In the following section, we will tune the hyperparameters of these three models using the `surprise` library `GridSearchCV` method.

Considering that the base `SVD++` model took 302s (5mins) on average to fit 1 fold, we will start with `SVD`, then move on to `KNNBaseline` and then move to `SVD++`. `SVD++` hyperparameters tuning will most likley take a lot of time, even if it is our best performing model so far.

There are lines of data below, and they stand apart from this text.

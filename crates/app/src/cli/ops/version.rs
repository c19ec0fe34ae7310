use clap::Args;

#[derive(Args, Debug, Clone)]
pub struct Version;

#[derive(Debug, thiserror::Error)]
pub enum VersionError {
    #[error("Version operation failed: {0}")]
    Failed(String),
}

#[async_trait::async_trait]
impl crate::cli::op::Op for Version {
    type Error = VersionError;
    type Output = String;

    async fn execute(&self, _ctx: &crate::cli::op::OpContext) -> Result<Self::Output, Self::Error> {
        Ok(format!(
            "tandem {} ({})\nbuilt {} [{} {}]",
            env!("CARGO_PKG_VERSION"),
            env!("REPO_VERSION"),
            env!("BUILD_TIMESTAMP"),
            env!("BUILD_PROFILE"),
            env!("BUILD_TARGET"),
        ))
    }
}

**Observations about fit_time.**

---

# Tuning our best models

Since we are using `GridSearchCV`, we will need to make some changes to our modeling function we used previously. We will also need to re-instantiate our models in the way that is specifically required for `GridSearchCV`. 

In [440]:
# as per the surprise documentation, the models
# must be instatiated in GridSearchCV without
# parentheses
model_tuned = {'knn_baseline': KNNBaseline,
               'svd': SVD,
               'svdpp': SVDpp,
              }

In [319]:
# Function to run model -- input model
def tuned_model_scores(model_name, 
                       mod, 
                       mod_params={}):
    
    """Function accepts following inputs:
    Name of model (str), model to be used (str), 
    model params(dict, optional)."""
    
    # empty dict for appending results
    results = {}
    
    # instantiate GridSearchCV
    gs = GridSearchCV(model_tuned[mod], 
                      param_grid=mod_params,
                      measures=['rmse'],
                      cv=3,
                      n_jobs=-1,
                      return_train_measures=True
                     )

    # fit model
    gs.fit(data)
    
    temp_df = pd.DataFrame(gs.cv_results)
    num_fits = len(temp_df)*3

    temp_df = temp_df.loc[gs.best_index['rmse'], 
                          ['mean_train_rmse', 
                           'mean_test_rmse', 
                           'mean_fit_time', 
                           'mean_test_time', 
                           'params']].values.tolist()
    
    # Retrieve metrics and add to results
    results['model_name'] = model_name
    results['model'] = mod
    results['train_rmse'] = temp_df[0]
    results['test_rmse'] = temp_df[1]
    results['fit_time'] = temp_df[2]
    results['test_time'] = temp_df[3]
    
    # add results to list for model evaluation later
    model_eval.append(results)
    
    print(f'{num_fits} fits have been completed.')
    
    return gs

With this function, we are now ready to begin with hyperparameter tuning for our 3 selected models.

In [304]:
# defining SVD parameters
svd_params = {'n_factors': [80, 90, 100, 110, 120], 
              'n_epochs': [15, 20, 25, 30, 35], 
              'biased': [True, False], 
              'lr_all': [0.003, 0.004, 0.005, 0.006, 0.007],
              'reg_all': [0.01, 0.02, 0.03, 0.04]
             }

In [338]:
# first tuning attempt
svd_tuned_1 = tuned_model_scores('svd_tuned_1', 
                                 'svd', 
                                 mod_params=svd_params)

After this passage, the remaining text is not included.